Die „Korrekturen“, für die sich Artin bedankt, waren die Korrekturfahnen zu Hasses Klassenkörperbericht II [Has30a].
Seit drei Jahren war in den Briefen Artins immer wieder, direkt oder indirekt, der in Arbeit befindliche Klassenkörperbericht II von Hasse angesprochen worden – beginnend mit dem Brief Nr.10 vom 21.7.1927, in welchem Artin sein Bedauern ausdrückte, dass Hasse seinen Bericht ganz neu schreiben muss. Das war nötig, um Artins eben neu bewiesenes allgemeines Reziprozitätsgesetz als Grundlage aller anderen Reziprozitätsgesetze in den Bericht aufnehmen zu können. Hasse hat Artin stets auf dem Laufenden gehalten über den Fortschritt der Arbeiten, über sein allgemeines Konzept, über gewisse Beweisanordnungen, über die von ihm verwendete Terminologie, über offene Fragen u.a.m.. Wie wir aus der Korrespondenz sehen, hat Artin darauf stets mit Interesse reagiert und lebhaft seine eigene Meinung zu diversen Fragen geäußert.
Hasse hat also seinen Klassenkörperbericht II in engem wissenschaftlichen Kontakt mit Artin angefertigt. Das war jedoch keine Kooperation im eigentlichen Sinne, denn die Konzeption und die Niederschrift des Berichts lag ausschließlich bei Hasse. Aber er legte Wert darauf, Artins Meinung dazu zu erfahren.

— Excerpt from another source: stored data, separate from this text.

//! Index-driven split pruning for distributed scans.
//!
//! A scan is broken into [`Split`]s, byte ranges of data files. When secondary
//! indexes (bitmap, bloom) exist for a file's stripes, a planner predicate can
//! prove that some splits hold no matching rows. This crate removes those
//! splits before they are scheduled, without ever blocking planning on index
//! I/O:
//!
//! - [`IndexCache`] keeps recently used index metadata in memory and loads
//!   missing entries in the background through an [`IndexLoader`].
//! - [`SplitPruner`] walks an [`Expr`] and keeps every split that may match.
//!   Splits whose indexes are not resident yet are always kept.
//!
//! # Example
//!
//! ```no_run
//! use std::sync::Arc;
//!
//! use datafusion_common::ScalarValue;
//! use split_prune::{
//!     Assignments, ColumnHandle, Expr, FilterConfig, FilterRequest, IndexCache, IndexLoader,
//!     Split, SplitPruner,
//! };
//!
//! # fn example(loader: Arc<dyn IndexLoader>) -> Result<(), Box<dyn std::error::Error>> {
//! let config = FilterConfig::from_properties([
//!     ("filter.enabled", "true"),
//!     ("filter.cache.loading-delay", "2s"),
//! ])?;
//! let pruner = SplitPruner::new(Arc::new(IndexCache::new(&config, loader)?));
//!
//! let splits = vec![
//!     Split::new("hive", "hdfs://nn/warehouse/nation/000000_0", 0, 4096, 1_700_000_000_000),
//!     Split::new("hive", "hdfs://nn/warehouse/nation/000001_0", 0, 4096, 1_700_000_000_000),
//! ];
//! let assignments = Assignments::from([(
//!     "nationkey".to_string(),
//!     ColumnHandle::new("nationkey"),
//! )]);
//! let expr = Expr::in_list(
//!     "nationkey",
//!     vec![ScalarValue::Int64(Some(3)), ScalarValue::Int64(Some(9))],
//! );
//!
//! let result = FilterRequest::new(&splits)
//!     .with_predicate(&expr)
//!     .with_table("hive.tpch.nation")
//!     .with_assignments(&assignments)
//!     .filter(&pruner);
//! println!("Pruned {} splits", result.pruned_count());
//! # Ok(())
//! # }
//! ```

mod cache;
#[cfg(feature = "datafusion")]
mod compile;
mod config;
mod error;
mod expr;
mod index;
mod prune;
mod pruner;
mod split;

pub use cache::{DEFAULT_INDEX_KINDS, IndexCache, IndexCacheKey, IndexLoader};
#[cfg(feature = "datafusion")]
pub use compile::compile_expr;
pub use config::{CacheConfig, FilterConfig};
pub use error::{ConfigError, FilterError, IndexError, LoadError};
pub use expr::{CmpOp, Expr, LogicalOp, TriState};
pub use index::{BitmapIndex, BloomIndex, Index, IndexKind, IndexMetadata};
pub use prune::{
    Assignments, ColumnHandle, FilterRequest, FilterResult, FilterStats, IndexProvider, Predicate,
    SplitFilter,
};
pub use pruner::SplitPruner;
pub use split::Split;
//! Per-column index capability and the metadata that ties a loaded index to
//! the file it summarises.
//!
//! # Value encoding
//!
//! The bundled kinds hash a canonical byte encoding of each value, so that a
//! literal typed differently from the indexed column still finds its match:
//!
//! - every integer type, and floats with an integral value, encode as `i64`
//!   (`u64` above `i64::MAX`);
//! - other `Float64` values encode as `f64`; a non-integral `Float32` has no
//!   encoding, since widening it does not reproduce the `f64` literal;
//! - `Utf8`, `LargeUtf8` and `Utf8View` share one encoding, as do the binary types;
//! - `Date64` with a whole number of days encodes like `Date32`;
//! - timestamps encode as nanoseconds since the epoch, ignoring the time zone.
//!
//! Nulls, decimals, times, durations and nested values have no encoding. An
//! index refuses them with [`IndexError::UnsupportedValue`], and the split is
//! kept.

mod bitmap;
mod bloom;

use std::{
    fmt,
    io::{Read, Write},
    str::FromStr,
    sync::Arc,
};

pub use bitmap::BitmapIndex;
pub use bloom::BloomIndex;
use datafusion_common::ScalarValue;

use crate::{error::IndexError, expr::CmpOp};

/// Precomputed summary of one column over one stripe of a data file.
pub trait Index: Send + Sync + fmt::Debug {
    fn kind(&self) -> IndexKind;

    /// Add column values to the index. Nulls are skipped.
    fn add_values(&mut self, values: &[ScalarValue]) -> Result<(), IndexError>;

    /// Whether the indexed data may contain a row satisfying `column op value`.
    ///
    /// `false` must only be returned when no such row exists.
    fn matches(&self, value: &ScalarValue, op: CmpOp) -> Result<bool, IndexError>;

    fn supports(&self, op: CmpOp) -> bool;

    fn persist(&self, out: &mut dyn Write) -> Result<(), IndexError>;

    /// Replace the content of this index with data written by [`persist`](Self::persist).
    fn load(&mut self, input: &mut dyn Read) -> Result<(), IndexError>;

    fn expected_entries(&self) -> usize;

    fn set_expected_entries(&mut self, expected_entries: usize);
}

/// Tag naming an index implementation.
#[derive(Clone, Copy, Debug, Eq, PartialEq, Hash, Ord, PartialOrd)]
pub enum IndexKind {
    Bitmap,
    Bloom,
}

impl IndexKind {
    pub fn as_str(self) -> &'static str {
        match self {
            IndexKind::Bitmap => "bitmap",
            IndexKind::Bloom => "bloom",
        }
    }

    /// Create an empty index of this kind, ready for `add_values` or `load`.
    pub fn new_index(self) -> Box<dyn Index> {
        match self {
            IndexKind::Bitmap => Box::new(BitmapIndex::new()),
            IndexKind::Bloom => Box::new(BloomIndex::new()),
        }
    }
}

impl fmt::Display for IndexKind {
    fn fmt(&self, f: &mut fmt::Formatter<'_>) -> fmt::Result {
        f.write_str(self.as_str())
    }
}

impl FromStr for IndexKind {
    type Err = IndexError;

    fn from_str(s: &str) -> Result<Self, Self::Err> {
        match s.to_ascii_lowercase().as_str() {
            "bitmap" => Ok(IndexKind::Bitmap),
            "bloom" => Ok(IndexKind::Bloom),
            other => Err(IndexError::Malformed {
                kind: other.to_string(),
                reason: "unknown index kind".to_string(),
            }),
        }
    }
}

/// A loaded index and where it came from.
#[derive(Clone, Debug)]
pub struct IndexMetadata {
    index: Arc<dyn Index>,
    table: String,
    column: String,
    root_uri: String,
    uri: String,
    split_start: u64,
    last_updated: i64,
}

impl IndexMetadata {
    pub fn new(
        index: Arc<dyn Index>,
        table: impl Into<String>,
        column: impl Into<String>,
        root_uri: impl Into<String>,
        uri: impl Into<String>,
        split_start: u64,
        last_updated: i64,
    ) -> Self {
        Self {
            index,
            table: table.into(),
            column: column.into(),
            root_uri: root_uri.into(),
            uri: uri.into(),
            split_start,
            last_updated,
        }
    }

    pub fn index(&self) -> &Arc<dyn Index> {
        &self.index
    }

    pub fn table(&self) -> &str {
        &self.table
    }

    pub fn column(&self) -> &str {
        &self.column
    }

    /// Root of the index store the index was read from.
    pub fn root_uri(&self) -> &str {
        &self.root_uri
    }

    pub fn uri(&self) -> &str {
        &self.uri
    }

    /// Byte offset of the stripe this index summarises.
    pub fn split_start(&self) -> u64 {
        self.split_start
    }

    /// Last-modified time of the source file when the index was built.
    pub fn last_updated(&self) -> i64 {
        self.last_updated
    }
}

const TAG_INT: u8 = b'i';
const TAG_UINT: u8 = b'u';
const TAG_FLOAT: u8 = b'f';
const TAG_BOOL: u8 = b'z';
const TAG_STR: u8 = b's';
const TAG_BIN: u8 = b'b';
const TAG_DATE: u8 = b'd';
const TAG_TIMESTAMP: u8 = b't';

const MILLIS_PER_DAY: i64 = 86_400_000;

pub(crate) fn canonical_bytes(value: &ScalarValue) -> Option<Vec<u8>> {
    let encoded = match value {
        ScalarValue::Boolean(Some(v)) => tagged(TAG_BOOL, &[*v as u8]),
        ScalarValue::Int8(Some(v)) => int(*v as i64),
        ScalarValue::Int16(Some(v)) => int(*v as i64),
        ScalarValue::Int32(Some(v)) => int(*v as i64),
        ScalarValue::Int64(Some(v)) => int(*v),
        ScalarValue::UInt8(Some(v)) => int(*v as i64),
        ScalarValue::UInt16(Some(v)) => int(*v as i64),
        ScalarValue::UInt32(Some(v)) => int(*v as i64),
        ScalarValue::UInt64(Some(v)) => match i64::try_from(*v) {
            Ok(v) => int(v),
            Err(_) => tagged(TAG_UINT, &v.to_le_bytes()),
        },
        ScalarValue::Float32(Some(v)) if v.fract() == 0.0 => float(*v as f64)?,
        ScalarValue::Float64(Some(v)) => float(*v)?,
        ScalarValue::Date32(Some(v)) => tagged(TAG_DATE, &(*v as i64).to_le_bytes()),
        ScalarValue::Date64(Some(v)) if v % MILLIS_PER_DAY == 0 => {
            tagged(TAG_DATE, &(v / MILLIS_PER_DAY).to_le_bytes())
        }
        ScalarValue::TimestampSecond(Some(v), _) => timestamp(*v as i128 * 1_000_000_000),
        ScalarValue::TimestampMillisecond(Some(v), _) => timestamp(*v as i128 * 1_000_000),
        ScalarValue::TimestampMicrosecond(Some(v), _) => timestamp(*v as i128 * 1_000),
        ScalarValue::TimestampNanosecond(Some(v), _) => timestamp(*v as i128),
        ScalarValue::Utf8(Some(v))
        | ScalarValue::LargeUtf8(Some(v))
        | ScalarValue::Utf8View(Some(v)) => tagged(TAG_STR, v.as_bytes()),
        ScalarValue::Binary(Some(v))
        | ScalarValue::LargeBinary(Some(v))
        | ScalarValue::BinaryView(Some(v))
        | ScalarValue::FixedSizeBinary(_, Some(v)) => tagged(TAG_BIN, v),
        _ => return None,
    };
    Some(encoded)
}

pub(crate) fn unsupported_value(kind: IndexKind, value: &ScalarValue) -> IndexError {
    IndexError::UnsupportedValue {
        kind: kind.to_string(),
        value_type: value.data_type().to_string(),
    }
}

fn tagged(tag: u8, payload: &[u8]) -> Vec<u8> {
    let mut out = Vec::with_capacity(payload.len() + 1);
    out.push(tag);
    out.extend_from_slice(payload);
    out
}

fn int(v: i64) -> Vec<u8> {
    tagged(TAG_INT, &v.to_le_bytes())
}

fn float(v: f64) -> Option<Vec<u8>> {
    if v.is_nan() {
        return None;
    }
    if v.fract() == 0.0 && v >= i64::MIN as f64 && v < i64::MAX as f64 {
        return Some(int(v as i64));
    }
    Some(tagged(TAG_FLOAT, &v.to_le_bytes()))
}

fn timestamp(nanos: i128) -> Vec<u8> {
    tagged(TAG_TIMESTAMP, &nanos.to_le_bytes())
}

/// Read exactly `N` bytes, reporting a short read as a malformed index.
pub(crate) fn read_array<const N: usize>(
    input: &mut dyn Read,
    kind: IndexKind,
) -> Result<[u8; N], IndexError> {
    let mut buf = [0u8; N];
    input.read_exact(&mut buf).map_err(|e| IndexError::Malformed {
        kind: kind.to_string(),
        reason: format!("truncated header: {e}"),
    })?;
    Ok(buf)
}
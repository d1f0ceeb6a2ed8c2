use std::hash::{Hash, Hasher};

/// A unit of scan work over a byte range of one data file.
///
/// Equality and hashing use the split's identity `(catalog, path, start)`.
/// `length` and `last_modified` are observations made when the split was
/// enumerated and do not take part in set operations.
#[derive(Clone, Debug)]
pub struct Split {
    catalog: String,
    path: String,
    start: u64,
    length: u64,
    last_modified: i64,
}

impl Split {
    pub fn new(
        catalog: impl Into<String>,
        path: impl Into<String>,
        start: u64,
        length: u64,
        last_modified: i64,
    ) -> Self {
        Self {
            catalog: catalog.into(),
            path: path.into(),
            start,
            length,
            last_modified,
        }
    }

    pub fn catalog(&self) -> &str {
        &self.catalog
    }

    /// File location as enumerated, usually a URI (`hdfs://nn/warehouse/f.orc`).
    pub fn path(&self) -> &str {
        &self.path
    }

    pub fn start(&self) -> u64 {
        self.start
    }

    pub fn length(&self) -> u64 {
        self.length
    }

    /// Last-modified time (epoch millis) of the file when the split was created.
    pub fn last_modified(&self) -> i64 {
        self.last_modified
    }

    /// Whether a stripe starting at `offset` is read by this split.
    pub fn covers(&self, offset: u64) -> bool {
        offset >= self.start && offset - self.start < self.length
    }

    /// Path component of [`path`](Self::path) with scheme and authority removed.
    ///
    /// `hdfs://nn:8020/warehouse/f.orc` becomes `/warehouse/f.orc`; plain paths
    /// are returned unchanged.
    pub fn file_path(&self) -> &str {
        uri_path(&self.path)
    }

    /// Stable string identity used in logs: `catalog:path`.
    pub fn key(&self) -> String {
        format!("{}:{}", self.catalog, self.path)
    }
}

impl PartialEq for Split {
    fn eq(&self, other: &Self) -> bool {
        self.start == other.start && self.path == other.path && self.catalog == other.catalog
    }
}

impl Eq for Split {}

impl Hash for Split {
    fn hash<H: Hasher>(&self, state: &mut H) {
        self.catalog.hash(state);
        self.path.hash(state);
        self.start.hash(state);
    }
}

fn uri_path(uri: &str) -> &str {
    let Some(scheme_end) = uri.find("://") else {
        return uri;
    };
    let rest = &uri[scheme_end + 3..];
    let path = match rest.find('/') {
        Some(idx) => &rest[idx..],
        None => "/",
    };
    match path.find(['?', '#']) {
        Some(idx) => &path[..idx],
        None => path,
    }
}
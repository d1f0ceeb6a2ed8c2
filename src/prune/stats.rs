use std::sync::atomic::{AtomicU64, Ordering};

/// Cumulative counters of a [`SplitPruner`](crate::SplitPruner).
#[derive(Clone, Copy, Debug, Default, PartialEq, Eq)]
pub struct FilterStats {
    /// Splits handed to the pruner with an expression to evaluate
    pub splits_processed: u64,
    /// Splits removed from those batches
    pub splits_pruned: u64,
}

#[derive(Debug, Default)]
pub(crate) struct FilterCounters {
    processed: AtomicU64,
    pruned: AtomicU64,
}

impl FilterCounters {
    pub(crate) fn record(&self, input: usize, output: usize) {
        self.processed.fetch_add(input as u64, Ordering::Relaxed);
        self.pruned
            .fetch_add(input.saturating_sub(output) as u64, Ordering::Relaxed);
    }

    pub(crate) fn snapshot(&self) -> FilterStats {
        FilterStats {
            splits_processed: self.processed.load(Ordering::Relaxed),
            splits_pruned: self.pruned.load(Ordering::Relaxed),
        }
    }
}

#[cfg(test)]
mod tests {
    use super::*;

    #[test]
    fn accumulates_batches() {
        let counters = FilterCounters::default();
        counters.record(10, 4);
        counters.record(5, 5);
        assert_eq!(
            counters.snapshot(),
            FilterStats {
                splits_processed: 15,
                splits_pruned: 6,
            }
        );
    }
}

Nun also ist der Klassenkörperbericht II fertig, das Manuskript ist zum Druck gegeben und die Korrekturfahnen liegen vor. Es überrascht uns nicht, dass Hasse diese Korrekturfahnen an Artin zur Kenntnisnahme schickte.
Wenn Artin dazu schreibt, er komme „viel zu gut dabei weg“, dann erscheint uns das als eine reine Höflichkeitsgeste. Schließlich war der Klassenkörperbericht II das erste Buch, in dem das Artinsche Reziprozitätsgesetz dargestellt und als Grundlage für eine systematische Herleitung der klassischen Reziprozitätsgesetze genutzt wurde. Artin war sich sehr bewusst, dass sein allgemeines Reziprozitätsgesetz als die Krönung einer langen Entwicklung der Klassenkörpertheorie anzusehen war, und dass es gleichzeitig die Basis aller bis dahin bekannten expliziten Gesetze zur Reziprozität lieferte. Seine Äußerungen dazu, auch im Briefwechsel mit Hasse, sind unmissverständlich. Vgl. z.Bsp. den Brief Nr.10 vom 21.7.1927.